In some embodiments, the constraint on the ratio of binary data to bits may be implemented using a method that selectively skips the arithmetic decoding process.

The entropy decoder 510 determines whether to skip the arithmetic decoding process based on the skip _ flag (S604).

The entropy decoder 510 may determine whether to perform adaptive binary arithmetic decoding or binary arithmetic decoding on the bitstream according to a preset order. To make the determination, a skip _ flag indicating whether to skip the arithmetic decoding process may be signaled at a high level. The high level may be SPS, PPS, CTU, VPDU, shared unit, etc. prior to the decoding time of the current unit. Alternatively, the high level may be determined based on skip _ flag of one or more units spatially, temporally, or hierarchically adjacent to the current unit. Alternatively, the high level may be determined based on a skip _ flag of a unit having a different color space at the same position as the current unit. Alternatively, a syntax element for skipping the application of the arithmetic decoding process may be determined based on the previously acquired statistical information. Alternatively, according to the protocol between the video encoding apparatus and the video decoding apparatus, the application of the arithmetic decoding process may be skipped for some syntax elements. For reference, when the skip _ flag is signaled, the video decoding apparatus may generate the binary string directly from the bitstream without applying the arithmetic decoding process to the bitstream.

In some other embodiments, the constraint on the ratio of binary data to bits may be achieved by a method that adaptively switches between adaptive binary arithmetic decoding and uniform probability based binary arithmetic decoding.

The entropy decoder 510 determines whether to skip the adaptive binary arithmetic decoding through a comparison between the length of the previously decoded binary string and a threshold value (S606).

When the length of the decoded binary string exceeds a preset threshold, the entropy decoder 510 skips the adaptive binary arithmetic decoding and performs the binary arithmetic decoding.

Alternatively, adaptive switching between adaptive binary arithmetic decoding and uniform probability based binary arithmetic decoding may be implemented using counters.
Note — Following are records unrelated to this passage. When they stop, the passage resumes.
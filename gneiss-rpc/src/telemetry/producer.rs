/*
 * Copyright Bret Ambrose. All Rights Reserved.
 * SPDX-License-Identifier: Apache-2.0.
 */

/*!
Telemetry producer state machine.

```text
root
 ├── ready
 │    └── publishing
 └── faulted
```

QoS 0 telemetry is published from `ready` without a state change.  QoS 1 and 2 telemetry moves
the producer into `publishing` until the acknowledgement arrives; only one such publish may be in
flight at a time.
 */

use crate::collection::{EventPolicy, PolicyContext, TelemetryProducerHandle};
use crate::config::TelemetryProducerOptions;
use crate::error::{GneissError, GneissResult};
use crate::event::*;
use crate::hfsm::*;
use crate::logging::*;
use crate::mqtt::*;
use crate::pipeline::TimerId;
use crate::rpc::topic::*;

use std::any::Any;
use std::fmt;

/// A single telemetry message
#[derive(Clone, Debug, Default, PartialEq, Eq)]
pub struct TelemetryRequest {

    /// Name of the telemetry; fills the `{telemetryName}` topic token
    pub telemetry_name: String,

    /// Delivery quality of service
    pub qos: QualityOfService,

    /// Content type of the payload.  Must be non-empty.
    pub content_type: String,

    /// Telemetry payload
    pub payload: Vec<u8>,
}

/// States of a telemetry producer
#[derive(Copy, Clone, Debug, PartialEq, Eq)]
pub enum TelemetryProducerState {

    /// Superstate of every other state
    Root,

    /// Able to publish
    Ready,

    /// A QoS 1+ publish is waiting for its acknowledgement
    Publishing,

    /// A publish timed out; the producer must be recreated
    Faulted,
}

impl fmt::Display for TelemetryProducerState {
    fn fmt(&self, f: &mut fmt::Formatter<'_>) -> fmt::Result {
        match self {
            TelemetryProducerState::Root => { write!(f, "Root") }
            TelemetryProducerState::Ready => { write!(f, "Ready") }
            TelemetryProducerState::Publishing => { write!(f, "Publishing") }
            TelemetryProducerState::Faulted => { write!(f, "Faulted") }
        }
    }
}

pub(crate) struct TelemetryProducer {
    state: TelemetryProducerState,
    handle: TelemetryProducerHandle,
    options: TelemetryProducerOptions,
    topic_format: TopicFormat,
    property_bag: PropertyBag,

    pending_packet_id: Option<PacketId>,
    publish_timer: Option<TimerId>,
}

impl TelemetryProducer {

    pub(crate) fn new(handle: TelemetryProducerHandle, options: TelemetryProducerOptions) -> GneissResult<Self> {
        Ok(TelemetryProducer {
            state: TelemetryProducerState::Ready,
            handle,
            topic_format: TopicFormat::new(&options.topic_format)?,
            options,
            property_bag: PropertyBag::new(),
            pending_packet_id: None,
            publish_timer: None,
        })
    }

    pub(crate) fn state(&self) -> TelemetryProducerState {
        self.state
    }

    pub(crate) fn send(&mut self, request: &TelemetryRequest, context: &mut PolicyContext<'_>) -> GneissResult<()> {
        if request.telemetry_name.is_empty() {
            return Err(GneissError::new_invalid_argument("telemetry requires a non-empty name"));
        }

        if request.content_type.is_empty() {
            return Err(GneissError::new_invalid_argument("telemetry requires a non-empty content type"));
        }

        send_event(self, &Event::TelemetrySend(request), context)
    }

    fn publish_telemetry(&mut self, request: &TelemetryRequest, context: &mut PolicyContext<'_>) -> GneissResult<PacketId> {
        let tokens = TopicTokens::new()
            .with(TopicToken::ServiceId, &self.options.model_id)
            .with(TopicToken::SenderId, &self.options.client_id)
            .with(TopicToken::TelemetryName, &request.telemetry_name);
        let topic = self.topic_format.build(&tokens, None, MAXIMUM_TOPIC_LENGTH)?;

        let result = self.property_bag.append_string(PropertyType::ContentType, &request.content_type).and_then(|_| {
            let publish = PublishRequest {
                topic: &topic,
                payload: &request.payload,
                qos: request.qos,
                properties: &self.property_bag,
            };

            context.publish(&publish)
        });
        self.property_bag.clear();

        let packet_id = result?;
        observe_debug!(context.observer(), Component::TelemetryProducer, "published \"{}\" at {:?} to \"{}\"", request.telemetry_name, request.qos, topic);

        Ok(packet_id)
    }

    fn notify_failure(&self, reason_code: Option<PubackReasonCode>, message: &str, context: &PolicyContext<'_>) {
        context.notify(ConnectionEvent::TelemetryError(TelemetryErrorEvent {
            producer: self.handle,
            reason_code,
            error_message: message.to_string(),
        }));
    }

    fn root(&mut self, event: &Event<'_>, context: &mut PolicyContext<'_>) -> GneissResult<Disposition> {
        match event {
            Event::Exit => {
                panic!("telemetry producer state machine exited its root state");
            }
            _ => {
                observe_debug!(context.observer(), Component::TelemetryProducer, "{} - ignoring {}", self.state, event);
            }
        }

        Ok(Disposition::Handled)
    }

    fn ready(&mut self, event: &Event<'_>, context: &mut PolicyContext<'_>) -> GneissResult<Disposition> {
        match event {
            Event::Entry | Event::Exit => {}
            Event::TelemetrySend(request) => {
                let packet_id = self.publish_telemetry(request, context)?;
                if request.qos != QualityOfService::AtMostOnce {
                    self.pending_packet_id = Some(packet_id);
                    transition_substate(self, TelemetryProducerState::Ready, TelemetryProducerState::Publishing, context)?;
                }
            }
            _ => { return Ok(Disposition::Superstate); }
        }

        Ok(Disposition::Handled)
    }

    fn publishing(&mut self, event: &Event<'_>, context: &mut PolicyContext<'_>) -> GneissResult<Disposition> {
        match event {
            Event::Entry => {
                self.publish_timer = Some(context.start_timer(self.options.publish_timeout)?);
            }
            Event::Exit => {
                if let Some(timer) = self.publish_timer.take() {
                    context.destroy_timer(timer);
                }
                self.pending_packet_id = None;
            }
            Event::TelemetrySend(request) => {
                if request.qos == QualityOfService::AtMostOnce {
                    return Ok(Disposition::Superstate);
                }

                return Err(GneissError::new_publish_in_progress());
            }
            Event::Puback { id, reason_code } if self.pending_packet_id == Some(*id) => {
                if !reason_code.is_success() {
                    observe_warn!(context.observer(), Component::TelemetryProducer, "telemetry puback failed with {:?}", reason_code);
                    self.notify_failure(Some(*reason_code), "Puback has failure code.", context);
                }

                transition_superstate(self, TelemetryProducerState::Publishing, context)?;
            }
            Event::Timeout(timer) if self.publish_timer == Some(*timer) => {
                observe_error!(context.observer(), Component::TelemetryProducer, "telemetry publish timed out after {:?}", self.options.publish_timeout);
                self.notify_failure(None, "Publish timed out.", context);
                transition_peer(self, TelemetryProducerState::Ready, TelemetryProducerState::Faulted, context)?;
            }
            _ => { return Ok(Disposition::Superstate); }
        }

        Ok(Disposition::Handled)
    }

    fn faulted(&mut self, event: &Event<'_>, context: &mut PolicyContext<'_>) -> GneissResult<Disposition> {
        match event {
            Event::Entry => {
                observe_error!(context.observer(), Component::TelemetryProducer, "entered Faulted");
                context.notify(ConnectionEvent::Error(ErrorEvent {
                    component: Component::TelemetryProducer,
                    message: "telemetry publish was not acknowledged".to_string(),
                }));
            }
            Event::TelemetrySend(_) => {
                return Err(GneissError::new_invalid_state(TelemetryProducerState::Faulted, format!("{} rejected", event)));
            }
            _ => {
                observe_debug!(context.observer(), Component::TelemetryProducer, "Faulted - ignoring {}", event);
            }
        }

        Ok(Disposition::Handled)
    }
}

impl<'a> StateMachine<PolicyContext<'a>> for TelemetryProducer {
    type State = TelemetryProducerState;

    fn current_state(&self) -> TelemetryProducerState {
        self.state
    }

    fn set_current_state(&mut self, state: TelemetryProducerState) {
        self.state = state;
    }

    fn parent_of(state: TelemetryProducerState) -> Option<TelemetryProducerState> {
        match state {
            TelemetryProducerState::Root => { None }
            TelemetryProducerState::Ready | TelemetryProducerState::Faulted => { Some(TelemetryProducerState::Root) }
            TelemetryProducerState::Publishing => { Some(TelemetryProducerState::Ready) }
        }
    }

    fn handle_event(&mut self, state: TelemetryProducerState, event: &Event<'_>, context: &mut PolicyContext<'a>) -> GneissResult<Disposition> {
        match state {
            TelemetryProducerState::Root => { self.root(event, context) }
            TelemetryProducerState::Ready => { self.ready(event, context) }
            TelemetryProducerState::Publishing => { self.publishing(event, context) }
            TelemetryProducerState::Faulted => { self.faulted(event, context) }
        }
    }
}

impl EventPolicy for TelemetryProducer {
    fn handle_inbound(&mut self, event: &Event<'_>, context: &mut PolicyContext<'_>) -> GneissResult<()> {
        send_event(self, event, context)
    }

    fn release(&mut self, context: &mut PolicyContext<'_>) {
        if let Some(timer) = self.publish_timer.take() {
            context.destroy_timer(timer);
        }
    }

    fn as_any(&self) -> &dyn Any { self }

    fn as_any_mut(&mut self) -> &mut dyn Any { self }
}
#[cfg(test)]
mod tests {
    use super::*;
    use crate::collection::SubclientId;
    use crate::config::ConnectionOptionsBuilder;
    use crate::connection::hfsm::ConnectionPolicy;
    use crate::mqtt::PubackReasonCode;
    use crate::pipeline::EventPipeline;
    use crate::testing::*;
    use assert_matches::assert_matches;
    use std::time::Instant;

    const PUBLISH_TIMEOUT : Duration = Duration::from_secs(5);
    const EXECUTION_TIMEOUT : Duration = Duration::from_secs(30);

    struct RequestFixture {
        harness: TestHarness,
        connection: ConnectionPolicy,
        pipeline: EventPipeline,
        arena: RequestArena,
        start: Instant,
    }

    impl RequestFixture {
        fn new() -> Self {
            let harness = TestHarness::new();
            let pipeline = harness.create_pipeline();
            let start = pipeline.current_time();
            RequestFixture {
                connection: ConnectionPolicy::new(ConnectionOptionsBuilder::new("localhost", "client").build().unwrap()),
                pipeline,
                harness,
                arena: RequestArena::new(),
                start,
            }
        }

        fn add(&mut self, correlation_id: &CorrelationId, packet_id: PacketId) {
            let mut context = PolicyContext::new(&mut self.connection, &mut self.pipeline);
            let request = Request::new(RpcClientHandle(SubclientId::test_id(1)), correlation_id.clone(), PUBLISH_TIMEOUT, EXECUTION_TIMEOUT);
            self.arena.insert(request, &mut context).unwrap();
            self.arena.dispatch(&Event::RequestInit { correlation_id, packet_id }, &mut context).unwrap();
        }

        fn dispatch(&mut self, event: &Event<'_>) -> GneissResult<()> {
            let mut context = PolicyContext::new(&mut self.connection, &mut self.pipeline);
            self.arena.dispatch(event, &mut context)
        }

        fn fire_timers(&mut self, elapsed: Duration) {
            self.pipeline.set_current_time(self.start + elapsed);
            for timer in self.pipeline.take_expired_timers() {
                self.dispatch(&Event::Timeout(timer)).unwrap();
            }
        }

        fn remove(&mut self, correlation_id: &CorrelationId) -> GneissResult<()> {
            let mut context = PolicyContext::new(&mut self.connection, &mut self.pipeline);
            self.arena.remove(correlation_id, &mut context)
        }
    }

    #[test]
    fn request_lifecycle_to_completion() {
        let mut fixture = RequestFixture::new();
        let id = CorrelationId::from("request-1");
        fixture.add(&id, 7);
        assert_eq!(Some(RequestState::Publishing), fixture.arena.state_of(&id));
        assert_eq!(2, fixture.pipeline.timer_count());

        fixture.dispatch(&Event::Puback { id: 7, reason_code: PubackReasonCode::Success }).unwrap();
        assert_eq!(Some(RequestState::Waiting), fixture.arena.state_of(&id));
        assert_eq!(1, fixture.pipeline.timer_count());

        fixture.dispatch(&Event::RequestComplete(&id)).unwrap();
        assert_eq!(None, fixture.arena.state_of(&id));
        assert_eq!(0, fixture.arena.len());
        assert_eq!(0, fixture.pipeline.timer_count());
        assert!(fixture.harness.events().is_empty());
    }

    #[test]
    fn events_only_advance_the_owning_request() {
        let mut fixture = RequestFixture::new();
        let ids : Vec<CorrelationId> = (0..8u8).map(|i| CorrelationId::new(&[i])).collect();
        for (index, id) in ids.iter().enumerate() {
            fixture.add(id, index as PacketId + 1);
        }

        fixture.dispatch(&Event::Puback { id: 4, reason_code: PubackReasonCode::Success }).unwrap();
        for (index, id) in ids.iter().enumerate() {
            let expected = if index == 3 { RequestState::Waiting } else { RequestState::Publishing };
            assert_eq!(Some(expected), fixture.arena.state_of(id));
        }

        fixture.dispatch(&Event::RequestComplete(&ids[3])).unwrap();
        assert_eq!(None, fixture.arena.state_of(&ids[3]));
        for (index, id) in ids.iter().enumerate().filter(|(index, _)| *index != 3) {
            assert_eq!(Some(RequestState::Publishing), fixture.arena.state_of(id), "request {}", index);
        }

        assert_eq!(7, fixture.arena.len());
    }

    #[test]
    fn completed_request_is_gone() {
        let mut fixture = RequestFixture::new();
        let id = CorrelationId::from("done");
        fixture.add(&id, 1);
        fixture.dispatch(&Event::Puback { id: 1, reason_code: PubackReasonCode::Success }).unwrap();
        fixture.dispatch(&Event::RequestComplete(&id)).unwrap();

        // a duplicate response is not processed again
        fixture.dispatch(&Event::RequestComplete(&id)).unwrap();
        assert_matches!(fixture.remove(&id), Err(GneissError::ItemNotFound(_)));
        assert!(fixture.harness.events().is_empty());

        // the slot is reused
        let next = CorrelationId::from("next");
        fixture.add(&next, 2);
        assert_eq!(Some(0), fixture.arena.find(&next));
    }

    #[test]
    fn publish_timeout_faults_and_ignores_late_puback() {
        let mut fixture = RequestFixture::new();
        let id = CorrelationId::from("slow");
        fixture.add(&id, 3);

        fixture.fire_timers(PUBLISH_TIMEOUT);
        assert_eq!(Some(RequestState::Faulted), fixture.arena.state_of(&id));
        assert_eq!(0, fixture.pipeline.timer_count());

        let events = fixture.harness.events();
        assert_eq!(1, events.len());
        assert_matches!(&events[0], ConnectionEvent::RpcClientError(response) => {
            assert_eq!(id, response.correlation_id);
            assert_eq!(RpcStatus::TIMEOUT, response.status);
            assert_eq!(Some("Publish timed out.".to_string()), response.error_message);
        });

        fixture.dispatch(&Event::Puback { id: 3, reason_code: PubackReasonCode::Success }).unwrap();
        assert_eq!(Some(RequestState::Faulted), fixture.arena.state_of(&id));
        assert_eq!(1, fixture.harness.events().len());

        assert_matches!(fixture.dispatch(&Event::RequestComplete(&id)), Err(GneissError::InvalidState(_)));

        fixture.remove(&id).unwrap();
        assert_eq!(0, fixture.arena.len());
    }

    #[test]
    fn puback_failure_reports_reason_code_as_status() {
        let mut fixture = RequestFixture::new();
        let id = CorrelationId::from("rejected");
        fixture.add(&id, 9);

        fixture.dispatch(&Event::Puback { id: 9, reason_code: PubackReasonCode::NotAuthorized }).unwrap();
        assert_eq!(Some(RequestState::Faulted), fixture.arena.state_of(&id));
        assert_eq!(0, fixture.pipeline.timer_count());

        let events = fixture.harness.events();
        assert_matches!(&events[0], ConnectionEvent::RpcClientError(response) => {
            assert_eq!(RpcStatus(135), response.status);
            assert_eq!(Some("Puback has failure code.".to_string()), response.error_message);
        });
    }

    #[test]
    fn execution_timeout_while_waiting() {
        let mut fixture = RequestFixture::new();
        let id = CorrelationId::from("unanswered");
        fixture.add(&id, 1);
        fixture.dispatch(&Event::Puback { id: 1, reason_code: PubackReasonCode::Success }).unwrap();

        fixture.fire_timers(EXECUTION_TIMEOUT);
        assert_eq!(Some(RequestState::Faulted), fixture.arena.state_of(&id));
        assert_eq!(0, fixture.pipeline.timer_count());
        assert_matches!(&fixture.harness.events()[0], ConnectionEvent::RpcClientError(response) => {
            assert_eq!(RpcStatus::TIMEOUT, response.status);
            assert_eq!(Some("Execution timed out.".to_string()), response.error_message);
        });
    }

    #[test]
    fn malformed_response_faults_silently() {
        let mut fixture = RequestFixture::new();
        let id = CorrelationId::from("malformed");
        fixture.add(&id, 1);

        fixture.dispatch(&Event::RequestFaulted { correlation_id: &id, status: RpcStatus::UNKNOWN, message: "bad" }).unwrap();
        assert_eq!(Some(RequestState::Faulted), fixture.arena.state_of(&id));
        assert!(fixture.harness.events().is_empty());
        assert_eq!(0, fixture.pipeline.timer_count());
    }

    #[test]
    fn removing_live_request_releases_timers() {
        let mut fixture = RequestFixture::new();
        let id = CorrelationId::from("abandoned");
        fixture.add(&id, 1);
        assert_eq!(2, fixture.pipeline.timer_count());

        fixture.remove(&id).unwrap();
        assert_eq!(0, fixture.pipeline.timer_count());
        assert_eq!(0, fixture.arena.len());
    }

    #[test]
    fn correlation_ids_compare_by_content() {
        assert_eq!(CorrelationId::from("abc"), CorrelationId::new(b"abc"));
        assert_ne!(CorrelationId::from("abc"), CorrelationId::from("abd"));
        assert_eq!(16, CorrelationId::new_random().as_bytes().len());
        assert_ne!(CorrelationId::new_random(), CorrelationId::new_random());
        assert_eq!("616263", CorrelationId::from("abc").to_string());
    }
}
impl TelemetryProducerOptionsBuilder {

    /// Creates a new builder.  `client_id` fills the `{senderId}` token and `model_id` fills
    /// `{serviceId}`.
    pub fn new(client_id: &str, model_id: &str) -> Self {
        TelemetryProducerOptionsBuilder {
            options: TelemetryProducerOptions {
                client_id: client_id.to_string(),
                model_id: model_id.to_string(),
                topic_format: DEFAULT_TELEMETRY_TOPIC_FORMAT.to_string(),
                publish_timeout: DEFAULT_RPC_TIMEOUT,
            }
        }
    }

    /// Sets the topic format telemetry is published to
    pub fn with_topic_format(mut self, format: &str) -> Self {
        self.options.topic_format = format.to_string();
        self
    }

    /// Sets how long to wait for a QoS 1 telemetry publish to be acknowledged
    pub fn with_publish_timeout(mut self, timeout: Duration) -> Self {
        self.options.publish_timeout = timeout;
        self
    }

    /// Validates and builds the options
    pub fn build(self) -> GneissResult<TelemetryProducerOptions> {
        let options = self.options;
        check_identifier(&options.client_id, "client id")?;
        check_identifier(&options.model_id, "model id")?;
        check_timeout(options.publish_timeout, "publish timeout")?;

        TopicFormat::new(&options.topic_format)?;

        Ok(options)
    }
}

/// Configuration for a telemetry consumer
#[derive(Clone, Debug)]
pub struct TelemetryConsumerOptions {
    pub(crate) model_id: String,
    pub(crate) sender_id: Option<String>,
    pub(crate) topic_format: String,
    pub(crate) service_group_id: Option<String>,
    pub(crate) subscribe_timeout: Duration,
}

/// Builder type for [`TelemetryConsumerOptions`]
#[derive(Debug)]
pub struct TelemetryConsumerOptionsBuilder {
    options: TelemetryConsumerOptions
}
For example, when the ratio of binary data to bits is kept at N/M, reading one bit increases the counter value by N (where N is a natural number), and decoding one binary data decreases the counter value by M (where M is a natural number). For example, when the value of the counter becomes greater than N, adaptive binary arithmetic decoding may be performed. In the opposite case, binary arithmetic decoding as the bypass mode may be performed. The counter may be calculated and initialized based on at least one or more pieces of information of picture/slice/tile/brick/CTU size, bit depth, color space sampling, and the like.
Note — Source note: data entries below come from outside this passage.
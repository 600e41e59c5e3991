/**
 * Resolution engine
 * Walks the searcher chain, short-circuits on the first hit, aggregates misses
 */
use std::path::PathBuf;

use crate::search_path::{PathTemplate, SearchPaths};
use crate::searcher::{PathSearcher, SearchResult, Searcher};

/// One failed attempt: which strategy tried which path
#[derive(Debug, Clone, PartialEq, Eq)]
pub struct Candidate {
    pub searcher: String,
    pub path: PathBuf,
}

/// Outcome of a resolution call
#[derive(Debug, Clone, PartialEq, Eq)]
pub enum Resolution {
    /// A path that existed when checked
    Resolved(PathBuf),
    /// Every candidate every strategy tried, in strategy order
    Exhausted(Vec<Candidate>),
}

/// Resolver context: the search path list plus the searcher chain.
///
/// Callers own one of these and pass it into resolution calls; there is no
/// process-wide state. Both the list and the chain are extended by
/// appending, and appends from setup code must happen before resolution
/// calls begin (everything here is single-threaded and synchronous).
pub struct Resolver {
    search_paths: SearchPaths,
    searchers: Vec<Box<dyn Searcher>>,
}

impl Resolver {
    /// Default strategy over the default search paths
    pub fn new() -> Self {
        Self::with_paths(SearchPaths::defaults())
    }

    /// Default strategy over a caller-supplied search path list
    pub fn with_paths(search_paths: SearchPaths) -> Self {
        Self {
            search_paths,
            searchers: vec![Box::new(PathSearcher::new())],
        }
    }

    pub fn search_paths(&self) -> &SearchPaths {
        &self.search_paths
    }

    pub fn search_paths_mut(&mut self) -> &mut SearchPaths {
        &mut self.search_paths
    }

    /// Append a template to the end of the search path list
    pub fn add_search_path(&mut self, template: PathTemplate) {
        self.search_paths.add(template);
    }

    /// Append a strategy; it runs after every strategy already registered
    pub fn add_searcher(&mut self, searcher: Box<dyn Searcher>) {
        self.searchers.push(searcher);
    }

    /// Drop every registered strategy, the default included
    pub fn clear_searchers(&mut self) {
        self.searchers.clear();
    }

    /// Names of the registered strategies, in the order they run
    pub fn searcher_names(&self) -> Vec<&str> {
        self.searchers.iter().map(|s| s.name()).collect()
    }

    /// Resolve `name` to an existing file.
    ///
    /// Each strategy runs in registration order with the original name.
    /// The first hit wins and discards any earlier misses. When every
    /// strategy misses, the result carries each strategy's candidates in
    /// the order they were tried. This method does no filesystem access of
    /// its own; existence checks belong to the strategies.
    pub fn resolve(&self, name: &str) -> Resolution {
        let mut tried: Vec<Candidate> = Vec::new();

        for searcher in &self.searchers {
            match searcher.search(name, &self.search_paths) {
                SearchResult::Found(path) => {
                    log::debug!(
                        "resolved '{}' to '{}' via the {} searcher",
                        name,
                        path.display(),
                        searcher.name()
                    );
                    return Resolution::Resolved(path);
                }
                SearchResult::NotFound(paths) => {
                    log::debug!(
                        "{} searcher missed '{}' after {} candidates",
                        searcher.name(),
                        name,
                        paths.len()
                    );
                    tried.extend(paths.into_iter().map(|path| Candidate {
                        searcher: searcher.name().to_string(),
                        path,
                    }));
                }
            }
        }

        Resolution::Exhausted(tried)
    }
}

impl Default for Resolver {
    fn default() -> Self {
        Self::new()
    }
}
The thresholds (or, N and M) may be transmitted from the video encoding device by one of SPS/PPS/slice/CTU/VPDU/CU units. Alternatively, the threshold (or N and M) may be set for each layer unit according to a protocol between the video encoding apparatus and the video decoding apparatus. Alternatively, the threshold (or N and M) may be determined by the video decoding device based on image/slice/tile/CTU size, bit depth, color space sampling, prediction mode, transform mode, intra prediction mode, inter prediction mode, and so on. Further, the threshold (or, N and M) may be determined in consideration of the hierarchy and/or level of the picture. That is, the threshold (or, M and N) may be variably set according to the hierarchy and/or level of the picture. Alternatively, the ratio between N and M in the current cell may be calculated based on N and M of one or more cells around the current cell or a ratio thereof. Alternatively, N and M for one or more previous units may be stored and managed in a first-in first-out (FIFO) type lookup table, and N and M corresponding to an index transmitted from the video encoding apparatus may be used by the video decoding apparatus.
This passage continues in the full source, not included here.